§ DIRECTIONS FOR THIS TASK
Repeat every record exactly.

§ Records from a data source
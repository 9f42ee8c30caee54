//! Structural and geometric invariants of returned meshes, checked
//! with the crate's own exact predicates.

use approx::assert_abs_diff_eq;
use cdt3d::core::{tetrahedrize, TetMesh};
use cdt3d::geometry::{insphere_sign, orient3d_sign, Pt3, VertexRep};
use cdt3d::{compute_cdt, CdtOptions, CdtResult};
use rand::distributions::{Distribution, Uniform};
use rand_pcg::Pcg64;
use std::collections::HashMap;

const PCG_STATE: u128 = 0xcafe_f00d_d15e_a5e5;
const PCG_STREAM: u128 = 0xa02b_dbf7_bb3c_0a7a_c28f_a16a_64ab_f96;

fn cube() -> (Vec<f64>, Vec<u32>) {
    let vertices = vec![
        0.0, 0.0, 0.0, 1.0, 0.0, 0.0, 1.0, 1.0, 0.0, 0.0, 1.0, 0.0, //
        0.0, 0.0, 1.0, 1.0, 0.0, 1.0, 1.0, 1.0, 1.0, 0.0, 1.0, 1.0,
    ];
    let triangles = vec![
        0, 2, 1, 0, 3, 2, 4, 5, 6, 4, 6, 7, 0, 1, 5, 0, 5, 4, //
        1, 2, 6, 1, 6, 5, 2, 3, 7, 2, 7, 6, 3, 0, 4, 3, 4, 7,
    ];
    (vertices, triangles)
}

fn rep(result: &CdtResult, i: u32) -> VertexRep {
    let i = i as usize;
    VertexRep::Input(Pt3::new(
        result.vertices[3 * i],
        result.vertices[3 * i + 1],
        result.vertices[3 * i + 2],
    ))
}

/// Invariant: distinct in-range indices, strictly positive orientation.
#[test]
fn returned_tetrahedra_are_sound() {
    let (v, t) = cube();
    let result = compute_cdt(&v, &t, &CdtOptions::default());
    assert!(result.success);
    let total = (result.num_input_vertices + result.num_steiner_vertices) as u32;
    for tet in result.tetrahedra.chunks_exact(4) {
        for &i in tet {
            assert!(i < total);
        }
        for i in 0..4 {
            for j in (i + 1)..4 {
                assert_ne!(tet[i], tet[j]);
            }
        }
        let [a, b, c, d] = [
            rep(&result, tet[0]),
            rep(&result, tet[1]),
            rep(&result, tet[2]),
            rep(&result, tet[3]),
        ];
        assert_eq!(
            orient3d_sign([&a, &b, &c, &d]),
            1,
            "tetrahedron {tet:?} is not positively oriented"
        );
    }
}

/// Invariant: a face (vertex triple) is shared by at most two returned
/// tetrahedra.
#[test]
fn faces_are_shared_by_at_most_two_tetrahedra() {
    let (v, t) = cube();
    let result = compute_cdt(&v, &t, &CdtOptions::default());
    let mut counts: HashMap<[u32; 3], u32> = HashMap::new();
    for tet in result.tetrahedra.chunks_exact(4) {
        for skip in 0..4 {
            let mut face: Vec<u32> = (0..4).filter(|&i| i != skip).map(|i| tet[i]).collect();
            face.sort_unstable();
            *counts.entry([face[0], face[1], face[2]]).or_insert(0) += 1;
        }
    }
    for (face, count) in counts {
        assert!(count <= 2, "face {face:?} appears in {count} tetrahedra");
    }
}

/// Invariant: every input triangle is tiled by faces of the returned
/// tetrahedra (area sums and vertex containment).
#[test]
fn constraint_triangles_are_tiled_by_mesh_faces() {
    let (v, t) = cube();
    let result = compute_cdt(&v, &t, &CdtOptions::default());
    assert!(result.success && result.is_polyhedron);

    let point = |i: u32| {
        let i = i as usize;
        Pt3::new(
            result.vertices[3 * i],
            result.vertices[3 * i + 1],
            result.vertices[3 * i + 2],
        )
    };
    let area = |a: Pt3, b: Pt3, c: Pt3| ((b - a).cross(&(c - a))).norm() / 2.0;

    for tri in t.chunks_exact(3) {
        let [p, q, r] = [point(tri[0]), point(tri[1]), point(tri[2])];
        let tri_reps = [rep(&result, tri[0]), rep(&result, tri[1]), rep(&result, tri[2])];
        // Collect candidate child faces: tet faces with all three
        // vertices exactly on the triangle's plane and inside it.
        let mut child_area = 0.0;
        let mut seen: Vec<[u32; 3]> = Vec::new();
        for tet in result.tetrahedra.chunks_exact(4) {
            for skip in 0..4 {
                let mut face: Vec<u32> =
                    (0..4).filter(|&i| i != skip).map(|i| tet[i]).collect();
                face.sort_unstable();
                let face = [face[0], face[1], face[2]];
                if seen.contains(&face) {
                    continue;
                }
                let on_triangle = face.iter().all(|&w| {
                    let wr = rep(&result, w);
                    orient3d_sign([&tri_reps[0], &tri_reps[1], &tri_reps[2], &wr]) == 0
                        && inside_triangle(p, q, r, point(w))
                });
                if on_triangle {
                    seen.push(face);
                    child_area += area(point(face[0]), point(face[1]), point(face[2]));
                }
            }
        }
        let triangle_area = area(p, q, r);
        assert_abs_diff_eq!(child_area, triangle_area, epsilon = 1e-12);
    }
}

fn inside_triangle(p: Pt3, q: Pt3, r: Pt3, w: Pt3) -> bool {
    // Closed 2D containment in the supporting plane.
    let n = (q - p).cross(&(r - p));
    for (a, b) in [(p, q), (q, r), (r, p)] {
        if (b - a).cross(&(w - a)).dot(&n) < -1e-12 {
            return false;
        }
    }
    true
}

/// Invariant: input vertex coordinates are returned bit-exactly.
#[test]
fn input_coordinates_are_bit_exact() {
    let v = vec![
        0.1, 0.2, 0.3, //
        1.0000000000000002, 0.0, 0.0, //
        0.0, 1e-300, 0.0, //
        -0.0, 0.0, 1.0,
    ];
    let t = vec![0, 2, 1, 0, 1, 3, 1, 2, 3, 2, 0, 3];
    let result = compute_cdt(&v, &t, &CdtOptions::default());
    assert!(result.success);
    for (out, input) in result.vertices.iter().zip(&v) {
        assert_eq!(out.to_bits(), input.to_bits());
    }
}

/// Without a bounding box no vertex is added outside the input hull.
#[test]
fn no_bounding_box_means_no_outside_vertices() {
    let (v, t) = cube();
    let result = compute_cdt(&v, &t, &CdtOptions::default());
    for chunk in result.vertices.chunks_exact(3) {
        for &c in chunk {
            assert!((0.0..=1.0).contains(&c));
        }
    }
}

/// The unconstrained Delaunay stage leaves every internal face locally
/// Delaunay (no neighbor apex strictly inside a circumsphere).
#[test]
fn random_cloud_is_locally_delaunay() {
    let mut rng = Pcg64::new(PCG_STATE, PCG_STREAM);
    let dist = Uniform::new_inclusive(-10.0f64, 10.0);
    let reps: Vec<VertexRep> = (0..30)
        .map(|_| {
            VertexRep::Input(Pt3::new(
                dist.sample(&mut rng),
                dist.sample(&mut rng),
                dist.sample(&mut rng),
            ))
        })
        .collect();
    let mut mesh = TetMesh::new(reps);
    tetrahedrize(&mut mesh).unwrap();
    mesh.validate().unwrap();

    for t in mesh.tets() {
        if mesh.is_ghost(t) {
            continue;
        }
        let n = mesh.nodes(t);
        for f in 0..4 {
            let (u, g) = mesh.neighbor(t, f);
            if mesh.is_ghost(u) {
                continue;
            }
            let apex = mesh.node(u, g);
            let s = insphere_sign([
                mesh.rep(n[0]),
                mesh.rep(n[1]),
                mesh.rep(n[2]),
                mesh.rep(n[3]),
                mesh.rep(apex),
            ]);
            assert!(
                s <= 0,
                "apex {apex} strictly inside circumsphere of tetrahedron {t}"
            );
        }
    }
}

§ THE ANSWER
repository 9f42ee8c30caee54
//! Structural and geometric invariants of returned meshes, checked
//! with the crate's own exact predicates.

use approx::assert_abs_diff_eq;
use cdt3d::core::{tetrahedrize, TetMesh};
use cdt3d::geometry::{insphere_sign, orient3d_sign, Pt3, VertexRep};
use cdt3d::{compute_cdt, CdtOptions, CdtResult};
use rand::distributions::{Distribution, Uniform};
use rand_pcg::Pcg64;
use std::collections::HashMap;

const PCG_STATE: u128 = 0xcafe_f00d_d15e_a5e5;
const PCG_STREAM: u128 = 0xa02b_dbf7_bb3c_0a7a_c28f_a16a_64ab_f96;

fn cube() -> (Vec<f64>, Vec<u32>) {
    let vertices = vec![
        0.0, 0.0, 0.0, 1.0, 0.0, 0.0, 1.0, 1.0, 0.0, 0.0, 1.0, 0.0, //
        0.0, 0.0, 1.0, 1.0, 0.0, 1.0, 1.0, 1.0, 1.0, 0.0, 1.0, 1.0,
    ];
    let triangles = vec![
        0, 2, 1, 0, 3, 2, 4, 5, 6, 4, 6, 7, 0, 1, 5, 0, 5, 4, //
        1, 2, 6, 1, 6, 5, 2, 3, 7, 2, 7, 6, 3, 0, 4, 3, 4, 7,
    ];
    (vertices, triangles)
}

fn rep(result: &CdtResult, i: u32) -> VertexRep {
    let i = i as usize;
    VertexRep::Input(Pt3::new(
        result.vertices[3 * i],
        result.vertices[3 * i + 1],
        result.vertices[3 * i + 2],
    ))
}

/// Invariant: distinct in-range indices, strictly positive orientation.
#[test]
fn returned_tetrahedra_are_sound() {
    let (v, t) = cube();
    let result = compute_cdt(&v, &t, &CdtOptions::default());
    assert!(result.success);
    let total = (result.num_input_vertices + result.num_steiner_vertices) as u32;
    for tet in result.tetrahedra.chunks_exact(4) {
        for &i in tet {
            assert!(i < total);
        }
        for i in 0..4 {
            for j in (i + 1)..4 {
                assert_ne!(tet[i], tet[j]);
            }
        }
        let [a, b, c, d] = [
            rep(&result, tet[0]),
            rep(&result, tet[1]),
            rep(&result, tet[2]),
            rep(&result, tet[3]),
        ];
        assert_eq!(
            orient3d_sign([&a, &b, &c, &d]),
            1,
            "tetrahedron {tet:?} is not positively oriented"
        );
    }
}

/// Invariant: a face (vertex triple) is shared by at most two returned
/// tetrahedra.
#[test]
fn faces_are_shared_by_at_most_two_tetrahedra() {
    let (v, t) = cube();
    let result = compute_cdt(&v, &t, &CdtOptions::default());
    let mut counts: HashMap<[u32; 3], u32> = HashMap::new();
    for tet in result.tetrahedra.chunks_exact(4) {
        for skip in 0..4 {
            let mut face: Vec<u32> = (0..4).filter(|&i| i != skip).map(|i| tet[i]).collect();
            face.sort_unstable();
            *counts.entry([face[0], face[1], face[2]]).or_insert(0) += 1;
        }
    }
    for (face, count) in counts {
        assert!(count <= 2, "face {face:?} appears in {count} tetrahedra");
    }
}

/// Invariant: every input triangle is tiled by faces of the returned
/// tetrahedra (area sums and vertex containment).
#[test]
fn constraint_triangles_are_tiled_by_mesh_faces() {
    let (v, t) = cube();
    let result = compute_cdt(&v, &t, &CdtOptions::default());
    assert!(result.success && result.is_polyhedron);

    let point = |i: u32| {
        let i = i as usize;
        Pt3::new(
            result.vertices[3 * i],
            result.vertices[3 * i + 1],
            result.vertices[3 * i + 2],
        )
    };
    let area = |a: Pt3, b: Pt3, c: Pt3| ((b - a).cross(&(c - a))).norm() / 2.0;

    for tri in t.chunks_exact(3) {
        let [p, q, r] = [point(tri[0]), point(tri[1]), point(tri[2])];
        let tri_reps = [rep(&result, tri[0]), rep(&result, tri[1]), rep(&result, tri[2])];
        // Collect candidate child faces: tet faces with all three
        // vertices exactly on the triangle's plane and inside it.
        let mut child_area = 0.0;
        let mut seen: Vec<[u32; 3]> = Vec::new();
        for tet in result.tetrahedra.chunks_exact(4) {
            for skip in 0..4 {
                let mut face: Vec<u32> =
                    (0..4).filter(|&i| i != skip).map(|i| tet[i]).collect();
                face.sort_unstable();
                let face = [face[0], face[1], face[2]];
                if seen.contains(&face) {
                    continue;
                }
                let on_triangle = face.iter().all(|&w| {
                    let wr = rep(&result, w);
                    orient3d_sign([&tri_reps[0], &tri_reps[1], &tri_reps[2], &wr]) == 0
                        && inside_triangle(p, q, r, point(w))
                });
                if on_triangle {
                    seen.push(face);
                    child_area += area(point(face[0]), point(face[1]), point(face[2]));
                }
            }
        }
        let triangle_area = area(p, q, r);
        assert_abs_diff_eq!(child_area, triangle_area, epsilon = 1e-12);
    }
}

fn inside_triangle(p: Pt3, q: Pt3, r: Pt3, w: Pt3) -> bool {
    // Closed 2D containment in the supporting plane.
    let n = (q - p).cross(&(r - p));
    for (a, b) in [(p, q), (q, r), (r, p)] {
        if (b - a).cross(&(w - a)).dot(&n) < -1e-12 {
            return false;
        }
    }
    true
}

/// Invariant: input vertex coordinates are returned bit-exactly.
#[test]
fn input_coordinates_are_bit_exact() {
    let v = vec![
        0.1, 0.2, 0.3, //
        1.0000000000000002, 0.0, 0.0, //
        0.0, 1e-300, 0.0, //
        -0.0, 0.0, 1.0,
    ];
    let t = vec![0, 2, 1, 0, 1, 3, 1, 2, 3, 2, 0, 3];
    let result = compute_cdt(&v, &t, &CdtOptions::default());
    assert!(result.success);
    for (out, input) in result.vertices.iter().zip(&v) {
        assert_eq!(out.to_bits(), input.to_bits());
    }
}

/// Without a bounding box no vertex is added outside the input hull.
#[test]
fn no_bounding_box_means_no_outside_vertices() {
    let (v, t) = cube();
    let result = compute_cdt(&v, &t, &CdtOptions::default());
    for chunk in result.vertices.chunks_exact(3) {
        for &c in chunk {
            assert!((0.0..=1.0).contains(&c));
        }
    }
}

/// The unconstrained Delaunay stage leaves every internal face locally
/// Delaunay (no neighbor apex strictly inside a circumsphere).
#[test]
fn random_cloud_is_locally_delaunay() {
    let mut rng = Pcg64::new(PCG_STATE, PCG_STREAM);
    let dist = Uniform::new_inclusive(-10.0f64, 10.0);
    let reps: Vec<VertexRep> = (0..30)
        .map(|_| {
            VertexRep::Input(Pt3::new(
                dist.sample(&mut rng),
                dist.sample(&mut rng),
                dist.sample(&mut rng),
            ))
        })
        .collect();
    let mut mesh = TetMesh::new(reps);
    tetrahedrize(&mut mesh).unwrap();
    mesh.validate().unwrap();

    for t in mesh.tets() {
        if mesh.is_ghost(t) {
            continue;
        }
        let n = mesh.nodes(t);
        for f in 0..4 {
            let (u, g) = mesh.neighbor(t, f);
            if mesh.is_ghost(u) {
                continue;
            }
            let apex = mesh.node(u, g);
            let s = insphere_sign([
                mesh.rep(n[0]),
                mesh.rep(n[1]),
                mesh.rep(n[2]),
                mesh.rep(n[3]),
                mesh.rep(apex),
            ]);
            assert!(
                s <= 0,
                "apex {apex} strictly inside circumsphere of tetrahedron {t}"
            );
        }
    }
}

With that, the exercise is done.